- Jak podaje rosyjski oddział “Forbes” z kraju miało ostatnio uciec około 700 tys. obywateli.
- Niektóre media podają, że mogło uciec nawet do miliona Rosjan.
- Powodem takich desperackich decyzji było ogłoszenie przez Władimira Putina częściowej mobilizacji.
- W ostatnim czasie brytyjskie ministerstwo obrony donosiło o niezadowoleniu prezydenta Rosji o sposobie przeprowadzania mobilizacji.
- Miał on narzekać, że do wojska powoływane są osoby, które nie miały żadnego wyszkolenia.
- Zobacz także: Rosjanie stawiają ultimatum. Mieszkańcy anektowanych terenów mają miesiąc na decyzję
We wtorek, 4 października 2022 roku rosyjski oddział “Forbes”, na który powołał się portal Wyborcza.pl, przekazał, że według szacunków dziennikarzy, terytorium państwowe Federacji Rosyjskiej opuściło około 700 tys. osób.
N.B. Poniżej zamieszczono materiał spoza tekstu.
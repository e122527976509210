//! Engine services
//!
//! The aggregation engine, the auto-delete cascade, and the operator
//! command surface, all sharing one dependency context.

mod autodelete;
pub mod commands;
pub mod context;
pub mod error;
pub mod starboard;

// Re-export all services for convenience
pub use commands::{CommandActor, TaxonomyCommands};
pub use context::EngineContext;
pub use error::{EngineError, EngineResult};
pub use starboard::StarboardService;
//! Domain entities - the bot's view of platform objects

mod channel;
mod embed;
mod message;
mod reaction;
mod user;

pub use channel::{Channel, ChannelType};
pub use embed::Embed;
pub use message::{Attachment, Message};
pub use reaction::{Reaction, ReactionSnapshot};
pub use user::User;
Aż 200 tys. z nich miało wyjechać do Kazachstanu.
Zgodnie z ustaleniami światowych mediów, które powołują się na źródła na Kremlu, prawdopodobnie można mówić nawet o milionie osób, które wyjechały z Rosji po 21 września tego roku, kiedy to prezydent Władimir Putin w orędziu ogłosił decyzję o mobilizacji.
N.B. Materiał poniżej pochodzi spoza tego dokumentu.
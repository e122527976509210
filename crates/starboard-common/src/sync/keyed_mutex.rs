//! Per-key asynchronous mutual exclusion
//!
//! A map of async mutexes keyed by an arbitrary id. At most one holder
//! per key; a second caller for the same key suspends until the holder
//! releases (tokio mutexes queue waiters fairly). Callers for distinct
//! keys never block each other. Acquisition cannot fail, only delay.
//!
//! Lock entries are created lazily on first use and removed on release
//! once no holder or waiter remains, so the map does not grow with the
//! total number of keys ever seen. Waiters keep the mutex alive through
//! their own `Arc`, which is exactly the condition the cleanup checks.

use dashmap::DashMap;
use std::hash::Hash;
use std::sync::Arc;
use tokio::sync::{Mutex, OwnedMutexGuard};

/// A set of asynchronous mutexes, one per key
#[derive(Debug)]
pub struct KeyedMutexSet<K>
where
    K: Eq + Hash + Clone + Send + Sync + 'static,
{
    locks: Arc<DashMap<K, Arc<Mutex<()>>>>,
}

impl<K> KeyedMutexSet<K>
where
    K: Eq + Hash + Clone + Send + Sync + 'static,
{
    /// Create an empty lock set
    pub fn new() -> Self {
        Self {
            locks: Arc::new(DashMap::new()),
        }
    }

    /// Acquire the lock for `key`, suspending while another task holds it
    ///
    /// The returned guard releases on drop, on every exit path.
    pub async fn lock(&self, key: K) -> KeyedMutexGuard<K> {
        let mutex = self
            .locks
            .entry(key.clone())
            .or_insert_with(|| Arc::new(Mutex::new(())))
            .clone();
        // The map shard is unlocked here; only the Arc is held across await.
        let guard = mutex.lock_owned().await;
        KeyedMutexGuard {
            locks: Arc::clone(&self.locks),
            key,
            guard: Some(guard),
        }
    }

    /// Number of keys currently holding a live lock entry
    pub fn len(&self) -> usize {
        self.locks.len()
    }

    /// Check whether no lock entries exist
    pub fn is_empty(&self) -> bool {
        self.locks.is_empty()
    }
}

impl<K> Default for KeyedMutexSet<K>
where
    K: Eq + Hash + Clone + Send + Sync + 'static,
{
    fn default() -> Self {
        Self::new()
    }
}

/// Scoped lock handle for one key
#[must_use = "the critical section ends when the guard is dropped"]
pub struct KeyedMutexGuard<K>
where
    K: Eq + Hash + Clone + Send + Sync + 'static,
{
    locks: Arc<DashMap<K, Arc<Mutex<()>>>>,
    key: K,
    guard: Option<OwnedMutexGuard<()>>,
}

impl<K> Drop for KeyedMutexGuard<K>
where
    K: Eq + Hash + Clone + Send + Sync + 'static,
{
    fn drop(&mut self) {
        // Release the mutex first, then retire the entry if nobody else
        // (holder or waiter) still references it. A strong count of one
        // means only the map itself holds the mutex.
        self.guard.take();
        self.locks
            .remove_if(&self.key, |_, mutex| Arc::strong_count(mutex) == 1);
    }
}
Czytaj więcej: Sołowiow narzeka na brak sukcesów. “Nie jestem w dobrym nastroju”
Nie takiej reakcji oczekiwał Putin
Oficjalnym powodem ogłoszenia w Rosji częściowej mobilizacji wojskowej było tzw. wyzwolenie czterech południowo-wschodnich obwodów Ukrainy oraz rosnące, zdaniem rosyjskich władz, zagrożenie ze strony państw Zachodu. Zgodnie z przyjętym dekretem, mobilizacji podlega około 300 tys. osób pozostających w rezerwie, które wcześniej miały doświadczenie służby w siłach zbrojnych Federacji Rosyjskiej. Jednak zgodnie z doniesieniami rosyjskich mediów niezależnych, powołanie do wojska może otrzymać nie 300 tys., lecz nawet milion osób, głównie z azjatyckich części kraju.
Co ciekawe, w trakcie niedawnego spotkania z członkami Rady Bezpieczeństwa Rosji prezydent Władimir Putin powiedział, że mobilizacji wojskowej podlegają obywatele, którzy znajdują się w rezerwie, a przede wszystkim ci, którzy służyli w Siłach Zbrojnych Rosji i posiadają wymagane wojskowe specjalizacje oraz odpowiednie doświadczenie.
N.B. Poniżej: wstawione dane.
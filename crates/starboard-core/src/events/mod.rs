//! Gateway events consumed by the aggregation engine

mod gateway_event;

pub use gateway_event::GatewayEvent;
Jednak zdaniem analityków do spraw wojskowych, rosyjska mobilizacja nie zmieni przebiegu wojny w najbliższych miesiącach, ale może pozwolić Rosji na jej kontynuowanie. Przypomnijmy, że w swoim propagandowym przekazie Moskwa nie nazywa działań na Ukrainie wojną, lecz specjalną operacją wojskową.